Bank-bank utama AS secara signifikan meningkatkan pengembalian kepada pemegang saham, mencatatkan rekor kuartal untuk pembelian kembali saham. Laporan pasar menunjukkan bahwa institusi seperti JPMorgan Chase, Goldman Sachs, dan Morgan Stanley bersama-sama melakukan pembelian kembali saham senilai $33 miliar pada kuartal pertama 2026. Lonjakan ini didorong oleh kinerja laba yang kuat dan lingkungan regulasi yang lebih menguntungkan, yang memungkinkan bank memiliki fleksibilitas lebih besar dalam alokasi modal.
Laba yang Lebih Tinggi Mendorong Pengembalian Modal Rekor
Laba yang lebih tinggi dari bank-bank utama AS pada tahun 2026 menjadi faktor pendorong utama lonjakan pembelian kembali. Kinerja laba kuartal yang kuat memberi institusi modal yang dapat dialokasikan secara berlebih, yang semakin banyak digunakan untuk pengembalian kepada pemegang saham. Selain dividen, pembelian kembali saham menjadi alat utama untuk menempatkan modal berlebih.
Bank-Bank Utama Memimpin Lonjakan Pembelian Kembali
Bank-bank utama yang memimpin lonjakan pembelian kembali termasuk JPMorgan Chase, Goldman Sachs, Citigroup, Bank of America, dan Morgan Stanley. Beberapa dari institusi ini melaporkan program pembelian kembali terbesar yang pernah ada pada kuartal tersebut. Aktivitas ini menyoroti kinerja kuat industri perbankan AS secara keseluruhan, bukan hanya kinerja individu.

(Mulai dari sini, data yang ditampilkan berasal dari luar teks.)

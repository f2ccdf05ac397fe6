//! Approval routing command handlers

use crate::cli::approval::ApprovalCommands;
use crate::cli::context::{parse_id, print_json, read_document, CliContext};
use anyhow::Result;
use bizflow_core::models::{ApprovalLevel, ApprovalRuleDraft};

pub async fn handle_approval_commands(command: ApprovalCommands, ctx: &CliContext) -> Result<()> {
    let orchestrator = ctx.orchestrator()?;
    let approvals = orchestrator.approvals();

    match command {
        ApprovalCommands::Configure { file, json } => {
            let draft: ApprovalRuleDraft = read_document(&file)?;
            let rule = approvals.configure(draft)?;
            if json {
                print_json(&rule)?;
            } else {
                println!(
                    "✅ Configured approval rule '{}' ({})",
                    rule.name, rule.id
                );
                print_levels(&rule.approval_levels);
            }
        }
        ApprovalCommands::List {
            approval_type,
            json,
        } => {
            let rules = approvals.list(ctx.company, approval_type.as_deref());
            if json {
                print_json(&rules)?;
            } else if rules.is_empty() {
                println!("No approval rules configured");
            } else {
                for rule in &rules {
                    let max = rule
                        .max_amount
                        .map(|m| m.to_string())
                        .unwrap_or_else(|| "∞".to_string());
                    println!(
                        "  {} {} [{}] {}..{}{}",
                        rule.id,
                        rule.name,
                        rule.approval_type,
                        rule.min_amount,
                        max,
                        if rule.is_active { "" } else { " (inactive)" }
                    );
                }
            }
        }
        ApprovalCommands::Resolve {
            approval_type,
            amount,
            category,
            json,
        } => {
            let chain =
                approvals.resolve_chain(ctx.company, &approval_type, amount, category.as_deref())?;
            if json {
                print_json(&chain)?;
            } else if chain.is_auto_approved() {
                println!("✅ {} {} is approved automatically", approval_type, amount);
            } else {
                println!(
                    "🔗 {} {} routes through {} level(s), escalating after {}h",
                    approval_type,
                    amount,
                    chain.levels.len(),
                    chain.escalation_timeout
                );
                print_levels(&chain.levels);
            }
        }
        ApprovalCommands::Enable { rule_id } => {
            let rule = approvals.set_active(parse_id(&rule_id)?, true)?;
            println!("✅ Enabled approval rule '{}'", rule.name);
        }
        ApprovalCommands::Disable { rule_id } => {
            let rule = approvals.set_active(parse_id(&rule_id)?, false)?;
            println!("✅ Disabled approval rule '{}'", rule.name);
        }
    }

    Ok(())
}

fn print_levels(levels: &[ApprovalLevel]) {
    for level in levels {
        match level.min_amount {
            Some(min) => println!("  {}. {} (from {})", level.level, level.role, min),
            None => println!("  {}. {}", level.level, level.role),
        }
    }
}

Relaksasi Regulasi Mendorong Pengembalian kepada Pemegang Saham
Relaksasi regulasi memainkan peran penting dalam mendorong volume pembelian kembali yang lebih tinggi di industri perbankan. Penyesuaian kebijakan baru-baru ini mengurangi tekanan pada penyangga modal, memberi bank lebih banyak fleksibilitas dalam cara menempatkan laba. Akibatnya, lebih banyak modal dialokasikan untuk pembelian kembali saham dan distribusi kepada pemegang saham.

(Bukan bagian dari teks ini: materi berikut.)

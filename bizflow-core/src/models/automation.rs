//! Process automation data models

use chrono::{DateTime, Utc, Weekday};
use serde::{Deserialize, Serialize};
use std::collections::HashMap;
use uuid::Uuid;

use crate::models::workflow::{CompanyId, UserId, WorkflowEvent};
use crate::workflow::conditions::Condition;

/// Automation kind, derived from the trigger
#[derive(Debug, Clone, Copy, Serialize, Deserialize, PartialEq, Eq)]
#[serde(rename_all = "snake_case")]
pub enum AutomationType {
    Scheduled,
    Triggered,
    Conditional,
}

/// What makes an automation fire
#[derive(Debug, Clone, Serialize, Deserialize, PartialEq)]
#[serde(tag = "type", rename_all = "snake_case")]
pub enum TriggerConfig {
    /// Fires when `next_run` is reached
    Scheduled { schedule: ScheduleConfig },
    /// Fires when matching workflow events were logged since the last run
    Triggered {
        events: Vec<WorkflowEvent>,
        #[serde(default, skip_serializing_if = "Option::is_none")]
        workflow_type: Option<String>,
    },
    /// Fires while the trigger conditions hold, at most once per cooldown
    Conditional {
        #[serde(default, skip_serializing_if = "Option::is_none")]
        cooldown_minutes: Option<u32>,
    },
}

impl TriggerConfig {
    pub fn automation_type(&self) -> AutomationType {
        match self {
            TriggerConfig::Scheduled { .. } => AutomationType::Scheduled,
            TriggerConfig::Triggered { .. } => AutomationType::Triggered,
            TriggerConfig::Conditional { .. } => AutomationType::Conditional,
        }
    }
}

/// Calendar schedule
#[derive(Debug, Clone, Serialize, Deserialize, PartialEq)]
#[serde(tag = "every", rename_all = "snake_case")]
pub enum ScheduleConfig {
    Interval { minutes: u32 },
    Hourly { minute: u32 },
    Daily { hour: u32, minute: u32 },
    Weekly { weekday: Weekday, hour: u32, minute: u32 },
    /// Days past the end of a month clamp to its last day
    Monthly { day: u32, hour: u32, minute: u32 },
}

/// What an automation does when it fires
#[derive(Debug, Clone, Serialize, Deserialize, PartialEq)]
#[serde(tag = "action", rename_all = "snake_case")]
pub enum ActionConfig {
    /// Instantiate a workflow from a template
    CreateWorkflow {
        template_id: Uuid,
        name: String,
        #[serde(default)]
        workflow_data: serde_json::Value,
        #[serde(default)]
        start: bool,
        initiated_by: UserId,
    },
    /// Notify users through the notifier
    SendNotification {
        recipients: Vec<UserId>,
        subject: String,
        #[serde(default)]
        body: String,
    },
    /// Call an external HTTP endpoint
    Webhook {
        url: String,
        #[serde(default = "default_method")]
        method: String,
        #[serde(default)]
        headers: HashMap<String, String>,
        #[serde(default, skip_serializing_if = "Option::is_none")]
        body: Option<serde_json::Value>,
    },
    /// Run a registered action handler
    Custom { handler: String },
}

fn default_method() -> String {
    "POST".to_string()
}

/// Retry policy configuration
#[derive(Debug, Clone, Serialize, Deserialize, PartialEq)]
pub struct RetryPolicy {
    /// Maximum number of consecutive failed attempts (1-10)
    pub max_attempts: u32,
    /// Delay before first retry in seconds (1-300)
    pub initial_delay_seconds: u32,
    /// Whether to use exponential backoff
    #[serde(default)]
    pub exponential_backoff: bool,
    /// Multiplier for exponential backoff (1.0-10.0)
    #[serde(default = "default_backoff_multiplier")]
    pub backoff_multiplier: f64,
}

fn default_backoff_multiplier() -> f64 {
    2.0
}

impl Default for RetryPolicy {
    fn default() -> Self {
        Self {
            max_attempts: 3,
            initial_delay_seconds: 60,
            exponential_backoff: true,
            backoff_multiplier: default_backoff_multiplier(),
        }
    }
}

/// Stored automation definition and its counters
#[derive(Debug, Clone, Serialize, Deserialize)]
pub struct ProcessAutomation {
    pub id: Uuid,
    pub company_id: CompanyId,
    pub name: String,
    #[serde(default, skip_serializing_if = "Option::is_none")]
    pub description: Option<String>,
    pub trigger: TriggerConfig,
    /// All must hold for the automation to fire
    #[serde(default)]
    pub trigger_conditions: Vec<Condition>,
    pub action: ActionConfig,
    /// Merged into the execution input
    #[serde(default)]
    pub action_parameters: serde_json::Value,
    /// Workflow whose lifecycle bounds this automation
    #[serde(default, skip_serializing_if = "Option::is_none")]
    pub workflow_id: Option<Uuid>,
    #[serde(default, skip_serializing_if = "Option::is_none")]
    pub next_run: Option<DateTime<Utc>>,
    #[serde(default, skip_serializing_if = "Option::is_none")]
    pub last_run: Option<DateTime<Utc>>,
    pub is_active: bool,
    #[serde(default)]
    pub run_count: u64,
    #[serde(default)]
    pub success_count: u64,
    #[serde(default)]
    pub failure_count: u64,
    /// Failures since the last success
    #[serde(default)]
    pub consecutive_failures: u32,
    /// Set while a scheduler executes it; lapses so a run lost mid-flight is retried
    #[serde(default, skip_serializing_if = "Option::is_none")]
    pub claimed_until: Option<DateTime<Utc>>,
    pub retry_config: RetryPolicy,
    pub created_by: UserId,
    pub created_at: DateTime<Utc>,
    pub updated_at: DateTime<Utc>,
}

impl ProcessAutomation {
    pub fn automation_type(&self) -> AutomationType {
        self.trigger.automation_type()
    }

    /// Share of successful runs, 0.0 to 100.0
    pub fn success_rate(&self) -> f64 {
        if self.run_count == 0 {
            return 0.0;
        }
        (self.success_count as f64 / self.run_count as f64) * 100.0
    }
}

/// Input for configuring an automation
#[derive(Debug, Clone, Serialize, Deserialize)]
pub struct AutomationDraft {
    pub company_id: CompanyId,
    pub name: String,
    #[serde(default, skip_serializing_if = "Option::is_none")]
    pub description: Option<String>,
    pub trigger: TriggerConfig,
    #[serde(default)]
    pub trigger_conditions: Vec<Condition>,
    pub action: ActionConfig,
    #[serde(default)]
    pub action_parameters: serde_json::Value,
    #[serde(default, skip_serializing_if = "Option::is_none")]
    pub workflow_id: Option<Uuid>,
    /// Falls back to the engine default
    #[serde(default, skip_serializing_if = "Option::is_none")]
    pub retry_config: Option<RetryPolicy>,
    pub created_by: UserId,
}

/// Outcome of one automation run
#[derive(Debug, Clone, Copy, Serialize, Deserialize, PartialEq, Eq)]
#[serde(rename_all = "snake_case")]
pub enum ExecutionStatus {
    Success,
    Failed,
    /// The action reported partial delivery
    Partial,
    /// Finished after its workflow became terminal; result dropped
    Discarded,
}

/// What caused a run
#[derive(Debug, Clone, Copy, Serialize, Deserialize, PartialEq, Eq)]
#[serde(rename_all = "snake_case")]
pub enum TriggerSource {
    Schedule,
    Event,
    Condition,
    Manual { user_id: UserId },
}

/// Record of one automation run
#[derive(Debug, Clone, Serialize, Deserialize)]
pub struct AutomationExecution {
    pub id: Uuid,
    pub automation_id: Uuid,
    pub execution_status: ExecutionStatus,
    /// Consecutive attempt number, 1-based
    pub attempt: u32,
    pub start_time: DateTime<Utc>,
    pub end_time: DateTime<Utc>,
    pub duration_ms: u64,
    #[serde(default)]
    pub input_data: serde_json::Value,
    #[serde(default, skip_serializing_if = "Option::is_none")]
    pub output_data: Option<serde_json::Value>,
    #[serde(default, skip_serializing_if = "Option::is_none")]
    pub error_details: Option<serde_json::Value>,
    pub triggered_by: TriggerSource,
    #[serde(default, skip_serializing_if = "Option::is_none")]
    pub execution_context: Option<serde_json::Value>,
}

#[cfg(test)]
mod tests {
    use super::*;

    #[test]
    fn test_retry_policy_defaults() {
        let policy: RetryPolicy = serde_json::from_value(serde_json::json!({
            "max_attempts": 3,
            "initial_delay_seconds": 5
        }))
        .unwrap();

        assert_eq!(policy.backoff_multiplier, 2.0);
        assert!(!policy.exponential_backoff);
    }

    #[test]
    fn test_trigger_config_from_yaml() {
        let yaml = r#"
type: scheduled
schedule:
  every: weekly
  weekday: Mon
  hour: 9
  minute: 30
"#;
        let trigger: TriggerConfig = serde_yaml::from_str(yaml).unwrap();
        assert_eq!(trigger.automation_type(), AutomationType::Scheduled);
        assert_eq!(
            trigger,
            TriggerConfig::Scheduled {
                schedule: ScheduleConfig::Weekly {
                    weekday: Weekday::Mon,
                    hour: 9,
                    minute: 30
                }
            }
        );
    }

    #[test]
    fn test_webhook_action_defaults_to_post() {
        let action: ActionConfig = serde_json::from_value(serde_json::json!({
            "action": "webhook",
            "url": "https://hooks.example.com/flow"
        }))
        .unwrap();

        match action {
            ActionConfig::Webhook { method, headers, .. } => {
                assert_eq!(method, "POST");
                assert!(headers.is_empty());
            }
            other => panic!("unexpected action {:?}", other),
        }
    }

    #[test]
    fn test_manual_trigger_source_serialization() {
        let json = serde_json::to_value(TriggerSource::Manual { user_id: 4 }).unwrap();
        assert_eq!(json, serde_json::json!({"manual": {"user_id": 4}}));
    }
}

Prediksi Analis Jauh Melampaui
Prediksi analis jauh terlampaui, dengan volume pembelian kembali aktual jauh lebih tinggi dari yang diperkirakan. Analis pasar mencatat bahwa volume pembelian kembali oleh bank-bank utama sekitar 30% hingga 50% lebih tinggi dari model prediksi. Ini menunjukkan bahwa profitabilitas dan ketahanan neraca industri lebih kuat dari yang diharapkan.
Kesimpulan
Aktivitas pembelian kembali rekor mencerminkan pergeseran yang jelas dalam industri perbankan AS menuju pengembalian yang lebih kuat kepada pemegang saham. Didukung oleh laba yang kuat dan lingkungan regulasi yang lebih longgar, bank-bank utama semakin banyak mengalokasikan modal untuk pembelian kembali saham. Tren ini menyoroti keyakinan yang berkelanjutan terhadap stabilitas profitabilitas masa depan dan kekuatan industri.